● ACTIVITY: Give again, unchanged, the line that contains "let path = path.as_ref();" together with every line that follows it until the entries end.

Dataset entries
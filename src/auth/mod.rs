pub mod dto;
pub mod extractor;
pub mod handlers;
mod token;

use axum::{routing::post, Router};

use crate::state::AppState;

pub fn router() -> Router<AppState> {
    Router::new().route("/login", post(handlers::login))
}
//! 从磁盘或字符串读取流程文档

use std::path::Path;

use crate::core::FlowError;
use crate::flow::document::FlowDocument;

pub fn parse_flow(json: &str) -> Result<FlowDocument, FlowError> {
    Ok(serde_json::from_str(json)?)
}

pub fn load_flow(path: impl AsRef<Path>) -> Result<FlowDocument, FlowError> {
    let path = path.as_ref();
    let content = std::fs::read_to_string(path)?;
    let doc = parse_flow(&content)?;
    tracing::info!(
        "Loaded flow {} ({} conditions, {} condition ROIs, {} adjustments)",
        path.display(),
        doc.check_conditions.len(),
        doc.condition_rois.len(),
        doc.function_adjustments.len()
    );
    Ok(doc)
}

● OUTPUT OF THE TASK:
    let path = path.as_ref();
    let content = std::fs::read_to_string(path)?;
    let doc = parse_flow(&content)?;
    tracing::info!(
        "Loaded flow {} ({} conditions, {} condition ROIs, {} adjustments)",
        path.display(),
        doc.check_conditions.len(),
        doc.condition_rois.len(),
        doc.function_adjustments.len()
    );
    Ok(doc)
}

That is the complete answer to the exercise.